During the Roman Republic, Ephesus was the capital of proconsular Asia, which covered the western part of Asia Minor. It was called "the first and greatest metropolis of Asia."

In Greek and Roman times, Ephesus was the center of worship of Diana (or Artemis), goddess of hunting. Its Temple of Artemis was one of the Seven Wonders of the Ancient World. It is estimated that as many as 17 other gods and goddesses were worshipped in Ephesus at one time.

Christian history

By the later first century AD, Ephesus had become an important center for early Christianity. The Apostle Paul spent his longest missionary tour in Ephesus and later wrote his Letter to the Ephesians to the congregation there.

From an early date, St. John the Evangelist was said to have lived and died in Ephesus.
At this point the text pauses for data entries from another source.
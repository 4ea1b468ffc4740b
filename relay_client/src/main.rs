use clap::Parser;
use relay::config::{DEFAULT_CONTROL_SOCKET, DEFAULT_KEY_BITS, DEFAULT_RELAY_SOCKET, RelayConfig};
use relay::{Delivery, Inbox, PeerId, RelayClient};
use rsa::rsa::RsaKeyGenerator;
use std::io::Write;
use std::path::PathBuf;
use tokio::io::{AsyncBufReadExt, BufReader};
use tokio::net::UnixStream;

/// Interactive client for the RSA chat relay.
#[derive(Parser, Debug)]
#[command(version, about)]
struct Args {
    #[arg(long, default_value = DEFAULT_CONTROL_SOCKET)]
    control_socket: PathBuf,

    #[arg(long, default_value = DEFAULT_RELAY_SOCKET)]
    relay_socket: PathBuf,

    #[arg(long, default_value_t = DEFAULT_KEY_BITS)]
    key_bits: usize,
}

fn prompt() {
    print!("You: ");
    let _ = std::io::stdout().flush();
}

fn show(delivery: &Delivery) {
    let now = chrono::Local::now().format("%H:%M:%S");
    println!("\r[{}] (client {}) {}", now, delivery.from, delivery.text);
    prompt();
}

async fn print_deliveries(mut inbox: Inbox<UnixStream>) {
    loop {
        match inbox.next().await {
            Ok(Some(delivery)) => show(&delivery),
            Ok(None) => {
                log::info!("Server closed the relay connection");
                break;
            }
            Err(e) => {
                log::error!("Relay connection failed: {}", e);
                break;
            }
        }
    }
}

#[tokio::main]
async fn main() -> Result<(), Box<dyn std::error::Error>> {
    env_logger::init();
    let args = Args::parse();
    let config = RelayConfig {
        control_socket: args.control_socket,
        relay_socket: args.relay_socket,
        key_bits: args.key_bits,
        ..RelayConfig::default()
    };

    let id = PeerId::for_current_process();
    log::info!("Generating {}-bit key pair for client {}...", config.key_bits, id);
    let bits = config.key_bits;
    let keys = tokio::task::spawn_blocking(move || RsaKeyGenerator::new(bits).generate_keypair()).await??;

    let control = UnixStream::connect(&config.control_socket).await?;
    let mut client = RelayClient::connect(control, keys, id, &config).await?;
    let relay = UnixStream::connect(&config.relay_socket).await?;
    let inbox = client.attach_relay(relay).await?;
    tokio::spawn(print_deliveries(inbox));

    println!("Connected as client {}. An empty line quits.", client.id());
    let mut lines = BufReader::new(tokio::io::stdin()).lines();
    prompt();
    while let Some(line) = lines.next_line().await? {
        if line.is_empty() {
            break;
        }
        client.send(&line).await?;
        prompt();
    }

    client.close().await?;
    Ok(())
}
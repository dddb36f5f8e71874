//! variables.rs: scoring parameters with contest defaults and domain checks.
//!
//! The contest rules fix a team of 4 contributors per subject, at most 3 of
//! them from the school's highest eligible grade. Both numbers live here so a
//! parameter file can restate them; omitting the file yields the defaults.

use alloc::string::String;
use alloc::format;

#[cfg(feature = "serde")]
use serde::{Deserialize, Serialize};

/// Largest team size a parameter file may request.
pub const MAX_TEAM_SIZE: u8 = 16;

/// Scoring parameters for the per-subject selection.
#[derive(Debug, Clone, Copy, PartialEq, Eq)]
#[cfg_attr(feature = "serde", derive(Serialize, Deserialize))]
#[cfg_attr(feature = "serde", serde(default, deny_unknown_fields))]
pub struct Params {
    /// Maximum contributors counted per subject.
    pub team_size: u8,
    /// Maximum contributors from the highest eligible grade.
    pub top_grade_cap: u8,
}

impl Default for Params {
    fn default() -> Self {
        Self { team_size: 4, top_grade_cap: 3 }
    }
}

// -------- Validation (domain + cross-field consistency) --------

#[derive(Debug, Clone, PartialEq, Eq)]
pub enum VarsError {
    Domain(String),
    Consistency(String),
}

impl core::fmt::Display for VarsError {
    fn fmt(&self, f: &mut core::fmt::Formatter<'_>) -> core::fmt::Result {
        match self {
            VarsError::Domain(m) => write!(f, "domain: {m}"),
            VarsError::Consistency(m) => write!(f, "consistency: {m}"),
        }
    }
}

#[cfg(feature = "std")]
impl std::error::Error for VarsError {}

pub type VarsResult<T> = Result<T, VarsError>;

impl Params {
    /// Validate numeric domains and cross-field consistency.
    pub fn validate_domains(&self) -> VarsResult<()> {
        if self.team_size == 0 || self.team_size > MAX_TEAM_SIZE {
            return Err(VarsError::Domain(format!(
                "team_size must be in 1..={MAX_TEAM_SIZE}, got {}",
                self.team_size
            )));
        }
        if self.top_grade_cap > self.team_size {
            return Err(VarsError::Consistency(format!(
                "top_grade_cap ({}) exceeds team_size ({})",
                self.top_grade_cap, self.team_size
            )));
        }
        Ok(())
    }
}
In the 6th century, Emperor Justinian built a great basilica over John's tomb, remains of which can be seen today.

According to a later legend, the Virgin Mary joined the Apostle John in Ephesus. A house about 7 km from Selcuk, just outside Ephesus, is believed by many Catholics and Muslims to have been the last home of the Virgin Mary.

The current structure, known as the House of the Virgin, dates to the 7th century and is believed to be built on the site of her house.

It became an official place of Catholic pilgrimage in 1892. The Church of Mary is still used on feast days of the Virgin Mother, and in 1967, Pope Paul VI said mass in it.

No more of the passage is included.